■ **Exercise instructions**
Your response should be every line from the entries that includes the string "defaults".
*** Opening of Provided entries ***
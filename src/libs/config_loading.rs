// Loads and validates `config.yaml`.
//
// A missing file is not an error: every field has a default, so a fresh machine can run
// `devbox-update check` before ever calling `generate`. A file that exists but cannot be
// read or parsed, or that describes a target we could never drive, is a run-fatal error.

use crate::libs::errors::ConfigError;
use crate::schemas::config::UpdaterConfig;
use crate::{log_debug, log_info};
use colored::Colorize;
use regex::Regex;
use std::collections::HashSet;
use std::fs;
use std::path::Path;

/// Reads the configuration at `path`, falling back to defaults when it does not exist.
///
/// # Arguments
/// * `path`: The resolved path to `config.yaml`.
///
/// # Returns
/// The parsed and validated `UpdaterConfig`, or a `ConfigError` describing what is wrong.
pub fn load_config(path: &Path) -> Result<UpdaterConfig, ConfigError> {
    if !path.exists() {
        log_info!(
            "No configuration at {}; using built-in defaults",
            path.display().to_string().yellow()
        );
        return Ok(UpdaterConfig::default());
    }

    let contents = fs::read_to_string(path).map_err(|source| ConfigError::Read {
        path: path.to_path_buf(),
        source,
    })?;
    let config = parse_config(&contents).map_err(|source| ConfigError::Parse {
        path: path.to_path_buf(),
        source,
    })?;

    validate(&config)?;
    log_debug!("Loaded configuration from {}", path.display().to_string().green());
    Ok(config)
}

/// Parses YAML; an empty document yields the defaults.
fn parse_config(contents: &str) -> Result<UpdaterConfig, serde_yaml::Error> {
    if contents.trim().is_empty() {
        return Ok(UpdaterConfig::default());
    }
    serde_yaml::from_str(contents)
}

/// Rejects configurations the engine could not act on.
pub fn validate(config: &UpdaterConfig) -> Result<(), ConfigError> {
    if config.extension.publisher.trim().is_empty() || config.extension.name.trim().is_empty() {
        return Err(ConfigError::Invalid("extension.publisher and extension.name must be set".into()));
    }
    if config.cli_package.name.trim().is_empty() {
        return Err(ConfigError::Invalid("cli_package.name must be set".into()));
    }

    let Some(targets) = &config.targets else {
        return Ok(());
    };

    let mut seen = HashSet::new();
    for target in targets {
        if !seen.insert(target.id.as_str()) {
            return Err(ConfigError::Invalid(format!("duplicate target id '{}'", target.id)));
        }
        if target.detection.is_empty() {
            return Err(ConfigError::Invalid(format!(
                "target '{}' has no detection strategies",
                target.id
            )));
        }
        if target.commands.install.is_empty() {
            return Err(ConfigError::Invalid(format!("target '{}' has no install command", target.id)));
        }
        if target.profile_aware && target.storage_dir.is_none() {
            return Err(ConfigError::Invalid(format!(
                "target '{}' is profile-aware but has no storage_dir",
                target.id
            )));
        }

        let pattern = target.list_pattern.replace("{id}", &regex::escape("probe.id"));
        if let Err(e) = Regex::new(&pattern) {
            return Err(ConfigError::Invalid(format!(
                "target '{}' has an invalid list_pattern: {e}",
                target.id
            )));
        }
    }

    Ok(())
}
*** Close of Provided entries ***
■ **Answer to this problem**
/// Reads the configuration at `path`, falling back to defaults when it does not exist.
            "No configuration at {}; using built-in defaults",
/// Parses YAML; an empty document yields the defaults.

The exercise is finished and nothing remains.